# Body protein and CCD



## BjornBee (Feb 7, 2003)

I have been doing a good bit of thinking about "single source" pollination, poor nutrition, and CCD.

In the site http://www.honeybee.com.au/Library/pollen/nutrition.html 

It states on page 3, that bees can have low body protein of less than 30% (Kleinschmidt 1988). When bees have low body protein they will live a short time, suffer from deseases like European brood deseases(EBD) and nosema, and will be very poor honey producers. (all noted in CCD bee samples)

This article also includes a section on body-protein in relationship to stress. And it also references "dwindling desease". This comes in part from studies of nutrition and low body protein.

I would really question if single source pollen, which many times are poor quality, added stress in migratory practices, and a lack in "quality" supplemental feeding, may be doing the main damage in regards to CCD.

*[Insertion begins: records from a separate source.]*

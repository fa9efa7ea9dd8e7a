//! Command-line arguments and the top-level run

use std::path::{Path, PathBuf};

use clap::{ArgGroup, Parser};
use color_eyre::eyre::{WrapErr, eyre};
use portsim_core::config::ReportConfig;
use portsim_core::report::{Report, run_report};
use portsim_core::source::PriceSource;

use crate::output::{emit_report, save_paths_csv};
use crate::sources::{CsvDirSource, HttpPriceSource};

#[derive(Parser, Debug, Clone)]
#[command(name = "portsim")]
#[command(about = "Monte Carlo projection of portfolio growth from historical prices")]
#[command(group(ArgGroup::new("source").required(true).args(["prices_dir", "url_template"])))]
pub struct Args {
    /// Path to the YAML report configuration
    #[arg(short, long)]
    pub config: PathBuf,

    /// Directory holding one `<TICKER>.csv` per holding
    #[arg(long)]
    pub prices_dir: Option<PathBuf>,

    /// URL template for price CSVs, e.g. `https://host/{ticker}.csv?from={start}`
    #[arg(long)]
    pub url_template: Option<String>,

    /// Seed for the simulation (overrides the config file)
    #[arg(long)]
    pub seed: Option<u64>,

    /// Number of simulated paths (overrides the config file)
    #[arg(long)]
    pub simulations: Option<usize>,

    /// Months to simulate (overrides the config file)
    #[arg(long)]
    pub months: Option<usize>,

    /// Write the JSON report here instead of stdout
    #[arg(short, long)]
    pub output: Option<PathBuf>,

    /// Also write every simulated path as a CSV table
    #[arg(long)]
    pub paths_csv: Option<PathBuf>,

    /// Log level (debug, info, warn, error)
    #[arg(short, long, default_value = "info")]
    pub log_level: String,
}

impl Args {
    /// Apply command-line overrides on top of the file configuration.
    pub fn apply_overrides(&self, config: &mut ReportConfig) {
        if let Some(seed) = self.seed {
            config.seed = Some(seed);
        }
        if let Some(simulations) = self.simulations {
            config.simulations = simulations;
        }
        if let Some(months) = self.months {
            config.months = months;
        }
    }
}

pub fn load_config(path: &Path) -> color_eyre::Result<ReportConfig> {
    let yaml = std::fs::read_to_string(path)
        .wrap_err_with(|| format!("reading config {}", path.display()))?;
    parse_config(&yaml).wrap_err_with(|| format!("parsing config {}", path.display()))
}

pub fn parse_config(yaml: &str) -> Result<ReportConfig, serde_saphyr::Error> {
    serde_saphyr::from_str(yaml)
}

fn price_source(args: &Args) -> color_eyre::Result<Box<dyn PriceSource>> {
    match (&args.prices_dir, &args.url_template) {
        (Some(dir), _) => Ok(Box::new(CsvDirSource::new(dir))),
        (None, Some(template)) => Ok(Box::new(
            HttpPriceSource::new(template).wrap_err("building HTTP client")?,
        )),
        (None, None) => Err(eyre!("either --prices-dir or --url-template is required")),
    }
}

/// Load, simulate, and write outputs.
pub fn run(args: &Args) -> color_eyre::Result<Report> {
    let mut config = load_config(&args.config)?;
    args.apply_overrides(&mut config);

    tracing::info!(
        portfolio = %config.name,
        holdings = config.holdings.len(),
        simulations = config.simulations,
        months = config.months,
        "running report"
    );

    let source = price_source(args)?;
    let report = run_report(&config, source.as_ref())?;

    emit_report(&report, args.output.as_deref()).wrap_err("writing report")?;
    if let Some(path) = &args.paths_csv {
        save_paths_csv(&report.batch, path)
            .wrap_err_with(|| format!("writing paths to {}", path.display()))?;
    }

    tracing::info!(seed = report.seed, "report complete");
    Ok(report)
}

I think a protein analysis of the dead, dying, and healthy bee samples would be worthwhile.

I also wish some independant lab could test the actual amino acids and other levels for the supplements being marketed.

[ February 15, 2007, 07:28 AM: Message edited by: BjornBee ]


----------



## Joel (Mar 3, 2005)

Excellent observations Bjorn! This information certainly ties in with the symptoms of what we are seeing. 

I would add that in these possible scenerio's there must be a mitigating circumstance which might involve the timing of moves for specific target pollination moves/stresses. As well as the weather related to those moves we should look at/chart blooming of specific low pollen value plants or potential weather impact which would have limited the access to normally higher quality pollens. I would think that a shortage of quality pollen at any time of the season could have a significant impact at any time after the season especially if bees have gathered and stored lower protein pollens in place of high quality pollen which happened in our area during the rainy golendrod season.

Bjorn, I know the researchers are looking at many possibilites, I hope you get this passed along. It's one of the few perspectives I've seen that make sense. Feeding high quality pollen substitute appears to be a substantially positive impact and would seem to be a good insurance policy, with other actions, to add a degree of prevention or treatment if found early enough.


----------



## tecumseh (Apr 26, 2005)

informative like bjorn. thanks...


----------



## Aspera (Aug 1, 2005)

I think that there is also question as to wether or not many of our colonies receive the right mix of essential fatty acids. The requirements for honeybees have only been defined by a few papers. Additionally, many plants, such as soy contain antinutritional factors and some authors feel that the feeding of supplements beyond 2 brood cycles might be counterproductive.


----------



## suprstakr (Feb 10, 2006)

WOW great post by bjorn even I could understand it. Thanks


----------



## Keith Jarrett (Dec 10, 2006)

Aspera wrote,
beyond 2 brood cycles might be counterproductive.

I start feeding pollen sub the first week in Sept strait threw Jan, which is about 20-30 pounds of sub. Here are some pics of my hives taken in Jan this year.

http://www.honeybeeworld.com/mis/pollen/default.htm#keith 

I think some are running around the county trying to catch the wind on this one.
Keith


----------



## BULLSEYE BILL (Oct 2, 2002)

"File Not Found", Keith. Trying to catch that file was like chasing the wind.


----------



## Keith Jarrett (Dec 10, 2006)

Bill,
Try honeybeeworld.com

Then click on pollen feeding and scroll down
Keith


----------



## BjornBee (Feb 7, 2003)

Aspera,
I would agree with your feeding two cycle of bees comment, especially if my own gut feeling about the quality of pollen substitutes are correct.

Joel,
I had this paper (above website) in my hands a couple weeks back, given to me by a beesource member. I think I was looking at amino acids levels and thinking what commercial beekeepers have in common that they would be losing hives like they are. I had been focused on amino acid levels and formulating thoughts on "single source pollen", and the potential damage from a single source of pollen such as almond/pumpkins/etc.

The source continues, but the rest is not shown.